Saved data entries

====

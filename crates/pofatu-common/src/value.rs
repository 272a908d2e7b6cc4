//! Measurement cell parsing.
//!
//! Compositional data cells are free text written by hand: they mix
//! missing-data sentinels (`nd`, `bdl`, `LOD`, ...), "less than" markers
//! (`<0.5`, `≤3`), inline precision (`4.5±0.2`) and the unicode minus sign.
//! [`parse_value`] turns such a cell into a [`ParsedValue`]; anything that is
//! neither a sentinel nor a decimal literal is a hard [`ValueError`].

use thiserror::Error;

/// Text values meaning "no value" in a measurement cell.
///
/// Alphabetic entries are matched case-insensitively.
pub const MEASUREMENT_SENTINELS: &[&str] = &[
    "", "nd", "bdl", "LOD", "-", "n.d.", "NA", "*", "1\u{3c3}", "2\u{3c3}",
];

const UNICODE_MINUS: char = '\u{2212}';
const LESS_THAN_MARKERS: &[char] = &['<', '\u{2264}'];
const PLUS_MINUS: char = '\u{b1}';
const SIGMA: char = '\u{3c3}';

/// Errors raised while parsing cell values.
#[derive(Debug, Clone, PartialEq, Error)]
pub enum ValueError {
    /// The cell is neither a sentinel nor a decimal literal.
    #[error("malformed numeric value '{value}'")]
    Malformed { value: String },

    /// The sigma level could not be read as an integer.
    #[error("malformed sigma level '{value}'")]
    MalformedSigma { value: String },
}

pub type Result<T> = std::result::Result<T, ValueError>;

/// A raw cell as handed over by a reader.
#[derive(Debug, Clone, Copy, PartialEq)]
pub enum RawValue<'a> {
    Missing,
    Text(&'a str),
    Number(f64),
}

impl<'a> From<Option<&'a str>> for RawValue<'a> {
    fn from(value: Option<&'a str>) -> Self {
        match value {
            Some(text) => RawValue::Text(text),
            None => RawValue::Missing,
        }
    }
}

impl<'a> From<&'a str> for RawValue<'a> {
    fn from(value: &'a str) -> Self {
        RawValue::Text(value)
    }
}

impl From<f64> for RawValue<'_> {
    fn from(value: f64) -> Self {
        RawValue::Number(value)
    }
}

/// Result of parsing a measurement cell.
#[derive(Debug, Clone, Copy, Default, PartialEq)]
pub struct ParsedValue {
    /// Numeric value, `None` when the cell holds a sentinel.
    pub value: Option<f64>,
    /// True when the cell carried a `<` or `≤` marker.
    pub less: bool,
    /// Inline precision written as `value±precision`.
    pub precision: Option<f64>,
}

impl ParsedValue {
    pub fn missing(less: bool) -> Self {
        Self {
            value: None,
            less,
            precision: None,
        }
    }

    pub fn is_missing(&self) -> bool {
        self.value.is_none()
    }
}

/// Returns true if `text` is one of the [`MEASUREMENT_SENTINELS`].
pub fn is_sentinel(text: &str) -> bool {
    MEASUREMENT_SENTINELS.iter().any(|sentinel| {
        if sentinel.chars().any(|ch| ch.is_ascii_alphabetic()) {
            sentinel.eq_ignore_ascii_case(text)
        } else {
            *sentinel == text
        }
    })
}

/// Parses a measurement cell.
///
/// # Examples
///
/// ```
/// use pofatu_common::{RawValue, parse_value};
///
/// let parsed = parse_value(RawValue::Text("<5.2")).unwrap();
/// assert_eq!(parsed.value, Some(5.2));
/// assert!(parsed.less);
///
/// assert!(parse_value(RawValue::Text("bdl")).unwrap().is_missing());
/// ```
pub fn parse_value(raw: RawValue<'_>) -> Result<ParsedValue> {
    let text = match raw {
        RawValue::Missing => return Ok(ParsedValue::missing(false)),
        RawValue::Number(value) => {
            return Ok(ParsedValue {
                value: Some(value),
                ..ParsedValue::default()
            });
        }
        RawValue::Text(text) => text.replace(UNICODE_MINUS, "-"),
    };

    let mut rest = text.trim();
    let mut less = false;
    if let Some(stripped) = rest.strip_prefix(LESS_THAN_MARKERS) {
        less = true;
        rest = stripped.trim();
    }

    if is_sentinel(rest) {
        return Ok(ParsedValue::missing(less));
    }

    let (value_text, precision) = match rest.split_once(PLUS_MINUS) {
        Some((value, precision)) => (value.trim(), Some(parse_decimal(precision.trim())?)),
        None => (rest, None),
    };

    Ok(ParsedValue {
        value: Some(parse_decimal(value_text)?),
        less,
        precision,
    })
}

/// Parses a coordinate-like cell, tolerating a trailing decimal comma.
///
/// Empty cells and the legacy `NA` / `*` markers yield `None`.
pub fn almost_float(raw: Option<&str>) -> Result<Option<f64>> {
    let Some(text) = raw else {
        return Ok(None);
    };
    let trimmed = text.trim();
    if matches!(trimmed, "NA" | "*") {
        return Ok(None);
    }
    let trimmed = trimmed.strip_suffix(',').unwrap_or(trimmed).trim();
    if trimmed.is_empty() {
        return Ok(None);
    }
    parse_decimal(trimmed).map(Some)
}

/// Parses a sigma level such as `2σ` or `1`.
pub fn parse_sigma(raw: &str) -> Result<Option<u8>> {
    let cleaned: String = raw
        .chars()
        .filter(|ch| *ch != SIGMA && !ch.is_whitespace())
        .collect();
    if cleaned.is_empty() {
        return Ok(None);
    }
    cleaned
        .parse::<u8>()
        .map(Some)
        .map_err(|_| ValueError::MalformedSigma {
            value: raw.to_string(),
        })
}

/// Formats a decimal for display.
///
/// Integral values keep one fractional digit (`1.0`); other values use the
/// shortest representation that round-trips.
pub fn format_decimal(value: f64) -> String {
    if value.is_finite() && value.fract() == 0.0 {
        format!("{value:.1}")
    } else {
        format!("{value}")
    }
}

fn parse_decimal(text: &str) -> Result<f64> {
    text.parse::<f64>()
        .ok()
        .filter(|value| value.is_finite())
        .ok_or_else(|| ValueError::Malformed {
            value: text.to_string(),
        })
}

====

**What you are asked to do:**
Go through the data above from its first line and copy each line exactly, stopping once the line with "pub const MEASUREMENT_SENTINELS: &[&str]" has been copied.

**Response:**
filename crates/pofatu-common/src/value.rs
repository 272a908d2e7b6cc4
//! Measurement cell parsing.
//!
//! Compositional data cells are free text written by hand: they mix
//! missing-data sentinels (`nd`, `bdl`, `LOD`, ...), "less than" markers
//! (`<0.5`, `≤3`), inline precision (`4.5±0.2`) and the unicode minus sign.
//! [`parse_value`] turns such a cell into a [`ParsedValue`]; anything that is
//! neither a sentinel nor a decimal literal is a hard [`ValueError`].

use thiserror::Error;

/// Text values meaning "no value" in a measurement cell.
///
/// Alphabetic entries are matched case-insensitively.
pub const MEASUREMENT_SENTINELS: &[&str] = &[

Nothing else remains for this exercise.